In an interview that marks the centerpiece of this Colloquy, I drew Gumbrecht out on a series of questions about the influence of medieval studies in his intellectual biography and the presence of medieval studies at Stanford from the time of his arrival in 1989 to the present day. Starting our discussion with how the difficulty of the medieval period nourished new ways of approaching literary texts, we also covered foundational experiences and encounters. We spoke about the influence of Hugo Kuhn and media studies and its translation to American Humanities, the Grundriss der romanischen Literaturen des Mittelalters in the age of electronic media, the inspiring otherness of medieval culture and how it has productively shaped his work on presence, athletic beauty, and other phenomena—work that seeks to "conjure the past in a non-narrative way." I was fascinated by Gumbrecht’s encounters (both personally and intellectually) with Kuhn, Paul Zumthor, and certain epistemological genealogies concerning performance, media studies, and semiotics via medieval studies. He describes colloquia where he, Zumthor, Jean-François Lyotard, Niklas Luhmann and others were pursuing the "anti-hermeneutic effect," that is, "dealing with cultural artifacts or cultural phenomena that are not circumscribed to the attribution of meaning." He also describes in candid detail the convergence of an intellectual milieu at Stanford—a "technical" university in the best sense of the word, e.g. with "vibrations from computer science, engineering"—whose intersection was medieval studies. A core group of scholars cultivated a Stanford style of humanities, where "medieval studies mattered," Gumbrecht explains, because it "could never be taken for granted as with other universities."  This was a time when Michel Serres, René Girard, John Freccero, Brigitte Cazelles, Jeffrey Schnapp, and Robert Harrison in the French and Italian department were publishing major works on medieval topics and authors that registered an impact in all spheres of humanities. 
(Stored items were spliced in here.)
#[cfg(test)]
mod tests {
    use super::*;
    use plugin_index_cache::ManualClock;
    use plugin_index_fetch::MemoryFetcher;
    use serde_json::json;

    const CI: &str = "https://ci.example.com";
    const VIEW: &str = "https://ci.example.com/view/Plugins-stable-3.9/api/json";
    const SHA: &str = "0123456789abcdef0123456789abcdef01234567";

    fn job(name: &str, color: &str) -> serde_json::Value {
        json!({"name": name, "url": format!("{CI}/job/{name}/"), "color": color})
    }

    fn add_view(fetcher: &mut MemoryFetcher, jobs: Vec<serde_json::Value>) {
        fetcher.add_json(VIEW, &json!({"name": "Plugins-stable-3.9", "jobs": jobs}));
    }

    /// Register a job whose last successful build publishes `artifacts`.
    /// Returns the build URL artifacts are served under.
    fn add_build(fetcher: &mut MemoryFetcher, name: &str, artifacts: &[&str]) -> String {
        let build = format!("{CI}/job/{name}/7");
        fetcher.add_json(
            format!("{CI}/job/{name}/api/json"),
            &json!({"lastSuccessfulBuild": {"number": 7, "url": format!("{build}/")}}),
        );
        let artifacts: Vec<_> = artifacts
            .iter()
            .map(|p| json!({"relativePath": p, "fileName": p.rsplit('/').next()}))
            .collect();
        fetcher.add_json(
            format!("{build}/api/json"),
            &json!({
                "url": format!("{build}/"),
                "artifacts": artifacts,
                "actions": [{}, null, {"lastBuiltRevision": {"SHA1": SHA}}],
            }),
        );
        build
    }

    fn source(fetcher: MemoryFetcher) -> (Arc<MemoryFetcher>, CiBuildSource) {
        let fetcher = Arc::new(fetcher);
        let source =
            CiBuildSource::new(CI, BranchResolver::new("3.10.0"), fetcher.clone()).unwrap();
        (fetcher, source)
    }

    #[tokio::test]
    async fn test_only_green_jobs_are_examined() {
        let mut fetcher = MemoryFetcher::new();
        add_view(
            &mut fetcher,
            vec![
                job("replication", "blue"),
                job("broken", "red"),
                job("empty", "blue"),
            ],
        );
        let build = add_build(
            &mut fetcher,
            "replication",
            &[
                "bazel-bin/plugins/replication/replication.jar",
                "bazel-bin/plugins/replication/replication.jar-version",
                "bazel-bin/plugins/replication/replication.json",
            ],
        );
        fetcher.add(
            format!("{build}/artifact/bazel-bin/plugins/replication/replication.jar-version"),
            "v3.9.1-5-gdeadbee\n",
        );
        fetcher.add_json(
            format!("{build}/artifact/bazel-bin/plugins/replication/replication.json"),
            &json!({"description": "Copies to other servers"}),
        );
        add_build(&mut fetcher, "broken", &["broken.jar"]);
        add_build(&mut fetcher, "empty", &[]);

        let (fetcher, source) = source(fetcher);
        let plugins = source.list("3.9.1").await.unwrap();

        assert_eq!(plugins.len(), 1);
        let plugin = &plugins[0];
        assert_eq!(plugin.name(), "replication");
        assert_eq!(plugin.version(), "v3.9.1-5-gdeadbee");
        assert_eq!(plugin.description(), "Copies to other servers");
        assert_eq!(plugin.short_revision(), "01234567");
        assert_eq!(
            plugin.location(),
            format!("{build}/artifact/bazel-bin/plugins/replication/replication.jar")
        );

        let requests = fetcher.requests();
        assert!(!requests.iter().any(|u| u.contains("/job/broken/")));
        assert!(requests.contains(&format!("{CI}/job/empty/7/api/json")));
    }

    #[tokio::test]
    async fn test_repeat_calls_are_served_from_cache() {
        let mut fetcher = MemoryFetcher::new();
        add_view(&mut fetcher, vec![job("gitiles", "blue")]);
        add_build(&mut fetcher, "gitiles", &["plugins/gitiles/gitiles.jar"]);

        let (fetcher, source) = source(fetcher);
        let first = source.list("3.9.1").await.unwrap();
        let issued = fetcher.request_count();
        let second = source.list("3.9.1").await.unwrap();

        assert_eq!(first, second);
        assert_eq!(fetcher.request_count(), issued);

        // A different version string is a different key
        source.list("3.9.2").await.unwrap();
        assert!(fetcher.request_count() > issued);
    }

    #[tokio::test]
    async fn test_cache_ttl_expiry() {
        let mut fetcher = MemoryFetcher::new();
        add_view(&mut fetcher, vec![job("gitiles", "blue")]);
        add_build(&mut fetcher, "gitiles", &["plugins/gitiles/gitiles.jar"]);

        let clock = Arc::new(ManualClock::new());
        let (fetcher, source) = source(fetcher);
        let source = source
            .with_cache_ttl(Some(Duration::from_secs(600)))
            .with_clock(clock.clone());

        source.list("3.9.1").await.unwrap();
        let issued = fetcher.request_count();

        clock.advance(Duration::from_secs(599));
        source.list("3.9.1").await.unwrap();
        assert_eq!(fetcher.request_count(), issued);

        clock.advance(Duration::from_secs(1));
        source.list("3.9.1").await.unwrap();
        assert_eq!(fetcher.request_count(), issued * 2);
    }

    #[tokio::test]
    async fn test_missing_view_is_empty_and_cached() {
        let (fetcher, source) = source(MemoryFetcher::new());

        assert!(source.list("3.9.1").await.unwrap().is_empty());
        assert!(source.list("3.9.1").await.unwrap().is_empty());
        assert_eq!(fetcher.requests(), vec![VIEW.to_string()]);
    }

    #[tokio::test]
    async fn test_unreachable_view_is_not_cached() {
        let mut fetcher = MemoryFetcher::new();
        fetcher.add_status(VIEW, 503);
        let (fetcher, source) = source(fetcher);

        assert!(source.list("3.9.1").await.unwrap().is_empty());
        assert!(source.cache().is_empty());
        source.list("3.9.1").await.unwrap();
        assert_eq!(fetcher.request_count(), 2);
    }

    #[tokio::test]
    async fn test_failed_version_download_skips_only_that_plugin() {
        let mut fetcher = MemoryFetcher::new();
        add_view(&mut fetcher, vec![job("a", "blue"), job("b", "blue")]);
        let a = add_build(&mut fetcher, "a", &["plugins/a/a.jar", "plugins/a/a.jar-version"]);
        fetcher.add_status(format!("{a}/artifact/plugins/a/a.jar-version"), 500);
        let b = add_build(&mut fetcher, "b", &["plugins/b/b.jar", "plugins/b/b.jar-version"]);
        fetcher.add(format!("{b}/artifact/plugins/b/b.jar-version"), "1.0");

        let (_, source) = source(fetcher);
        let plugins = source.list("3.9.1").await.unwrap();

        assert_eq!(plugins.len(), 1);
        assert_eq!(plugins[0].name(), "b");
        assert_eq!(plugins[0].version(), "1.0");
    }

    #[tokio::test]
    async fn test_unreadable_job_is_skipped() {
        let mut fetcher = MemoryFetcher::new();
        add_view(&mut fetcher, vec![job("a", "blue"), job("b", "blue")]);
        fetcher.add(format!("{CI}/job/a/api/json"), "not json");
        add_build(&mut fetcher, "b", &["plugins/b/b.jar"]);

        let (_, source) = source(fetcher);
        let plugins = source.list("3.9.1").await.unwrap();
        assert_eq!(plugins.len(), 1);
        assert_eq!(plugins[0].name(), "b");
    }

    #[tokio::test]
    async fn test_missing_version_file_keeps_versionless_plugin() {
        let mut fetcher = MemoryFetcher::new();
        add_view(&mut fetcher, vec![job("hooks", "blue")]);
        add_build(&mut fetcher, "hooks", &["plugins/hooks/hooks.jar"]);

        let (_, source) = source(fetcher);
        let plugins = source.list("3.9.1").await.unwrap();
        assert_eq!(plugins.len(), 1);
        assert_eq!(plugins[0].version(), "");
        assert_eq!(plugins[0].description(), "");
    }

    #[tokio::test]
    async fn test_jar_is_preferred_over_js() {
        let mut fetcher = MemoryFetcher::new();
        add_view(&mut fetcher, vec![job("x", "blue")]);
        let build = add_build(
            &mut fetcher,
            "x",
            &["x/x.js", "x/x.js-version", "x/x.jar", "x/x.jar-version"],
        );
        fetcher.add(format!("{build}/artifact/x/x.jar-version"), "2.0");
        fetcher.add(format!("{build}/artifact/x/x.js-version"), "1.0");

        let (_, source) = source(fetcher);
        let plugins = source.list("3.9.1").await.unwrap();
        assert_eq!(plugins[0].version(), "2.0");
        assert!(plugins[0].location().ends_with("/x/x.jar"));
    }

    #[tokio::test]
    async fn test_js_plugin() {
        let mut fetcher = MemoryFetcher::new();
        add_view(&mut fetcher, vec![job("reviewers-ui", "blue")]);
        let build = add_build(
            &mut fetcher,
            "reviewers-ui",
            &[
                "plugins/reviewers-ui/reviewers-ui-static.js",
                "plugins/reviewers-ui/reviewers-ui.js",
                "plugins/reviewers-ui/reviewers-ui.js-version",
            ],
        );
        fetcher.add(
            format!("{build}/artifact/plugins/reviewers-ui/reviewers-ui.js-version"),
            "0.3\r\n",
        );

        let (_, source) = source(fetcher);
        let plugins = source.list("3.9.1").await.unwrap();
        assert_eq!(plugins[0].name(), "reviewers-ui");
        assert_eq!(plugins[0].version(), "0.3");
        assert!(plugins[0].location().ends_with("/reviewers-ui.js"));
    }

    #[tokio::test]
    async fn test_jar_failure_does_not_fall_back_to_js() {
        let mut fetcher = MemoryFetcher::new();
        add_view(&mut fetcher, vec![job("x", "blue")]);
        let build = add_build(
            &mut fetcher,
            "x",
            &["x/x.jar", "x/x.jar-version", "x/x.js", "x/x.js-version"],
        );
        fetcher.add_status(format!("{build}/artifact/x/x.jar-version"), 500);
        fetcher.add(format!("{build}/artifact/x/x.js-version"), "1.0");

        let (_, source) = source(fetcher);
        assert!(source.list("3.9.1").await.unwrap().is_empty());
    }

    #[tokio::test]
    async fn test_maven_job_is_named_from_job_url() {
        let mut fetcher = MemoryFetcher::new();
        let name = "plugin-ai-code-review-mvn-stable-3.9";
        add_view(&mut fetcher, vec![job(name, "blue")]);
        add_build(&mut fetcher, name, &["target/ai-code-review-1.0.0.jar"]);

        let (_, source) = source(fetcher);
        let plugins = source.list("3.9.1").await.unwrap();
        assert_eq!(plugins[0].name(), "ai-code-review");
    }

    #[tokio::test]
    async fn test_unreadable_description_is_tolerated() {
        let mut fetcher = MemoryFetcher::new();
        add_view(&mut fetcher, vec![job("x", "blue")]);
        let build = add_build(&mut fetcher, "x", &["x/x.jar", "x/x.json"]);
        fetcher.add_status(format!("{build}/artifact/x/x.json"), 500);

        let (_, source) = source(fetcher);
        let plugins = source.list("3.9.1").await.unwrap();
        assert_eq!(plugins.len(), 1);
        assert_eq!(plugins[0].description(), "");
    }

    #[tokio::test]
    async fn test_job_without_successful_build() {
        let mut fetcher = MemoryFetcher::new();
        add_view(&mut fetcher, vec![job("x", "blue")]);
        fetcher.add_json(
            format!("{CI}/job/x/api/json"),
            &json!({"lastSuccessfulBuild": null}),
        );

        let (_, source) = source(fetcher);
        assert!(source.list("3.9.1").await.unwrap().is_empty());
    }

    #[tokio::test]
    async fn test_build_without_revision() {
        let mut fetcher = MemoryFetcher::new();
        add_view(&mut fetcher, vec![job("x", "blue")]);
        fetcher.add_json(
            format!("{CI}/job/x/api/json"),
            &json!({"lastSuccessfulBuild": {"url": format!("{CI}/job/x/1/")}}),
        );
        fetcher.add_json(
            format!("{CI}/job/x/1/api/json"),
            &json!({"url": format!("{CI}/job/x/1/"), "artifacts": [{"relativePath": "x/x.jar"}]}),
        );

        let (_, source) = source(fetcher);
        let plugins = source.list("3.9.1").await.unwrap();
        assert_eq!(plugins[0].short_revision(), "");
    }

    #[tokio::test]
    async fn test_duplicate_names_keep_latest() {
        let mut fetcher = MemoryFetcher::new();
        add_view(&mut fetcher, vec![job("x-bazel", "blue"), job("x-mvn", "blue")]);
        let a = add_build(&mut fetcher, "x-bazel", &["plugins/x/x.jar", "plugins/x/x.jar-version"]);
        fetcher.add(format!("{a}/artifact/plugins/x/x.jar-version"), "1.0");
        let b = add_build(&mut fetcher, "x-mvn", &["plugins/x/x.jar", "plugins/x/x.jar-version"]);
        fetcher.add(format!("{b}/artifact/plugins/x/x.jar-version"), "1.1");

        let (_, source) = source(fetcher);
        let plugins = source.list("3.9.1").await.unwrap();
        assert_eq!(plugins.len(), 1);
        assert_eq!(plugins[0].version(), "1.1");
    }

    #[tokio::test]
    async fn test_unreleased_host_reads_master_view() {
        let (fetcher, source) = source(MemoryFetcher::new());
        source.list("3.10.0-SNAPSHOT").await.unwrap();
        assert_eq!(
            fetcher.requests(),
            vec![format!("{CI}/view/Plugins-master/api/json")]
        );
    }

    #[test]
    fn test_invalid_base_url_is_rejected() {
        let fetcher: Arc<dyn HttpFetch> = Arc::new(MemoryFetcher::new());
        for url in ["not a url", "ftp://ci.example.com", "mailto:ci@example.com"] {
            let result = CiBuildSource::new(url, BranchResolver::new("3.10.0"), fetcher.clone());
            assert!(
                matches!(result, Err(CiError::InvalidBaseUrl { .. })),
                "{url}"
            );
        }
    }

    #[test]
    fn test_view_url_ignores_trailing_slash() {
        let fetcher: Arc<dyn HttpFetch> = Arc::new(MemoryFetcher::new());
        let source =
            CiBuildSource::new("https://ci.example.com/", BranchResolver::new("3.10.0"), fetcher)
                .unwrap();
        assert_eq!(source.view_url("Plugins-master"), "https://ci.example.com/view/Plugins-master/api/json");
    }
}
As Gumbrecht puts it, "performance creates its own situation. Like in our conversation." And this is true for the interview: people past and present, events local and international, colloquia, and publications came together as a story about medieval studies at Stanford and beyond in the course of the conversation. As part of this colloquy, you will also find two presentations given at the "After 1967" conference: my paper on "The Production of Medieval Life Forms in the Work of Gumbrecht" and "The Medieval Beginnings of Italian Poetry Today" by Heather Webb. These two papers describe the consequences of Gumbrecht's scholarship in our respective fields of medieval French and Italian, and touch on the motifs of his thinking such as mood, performance, and transgression.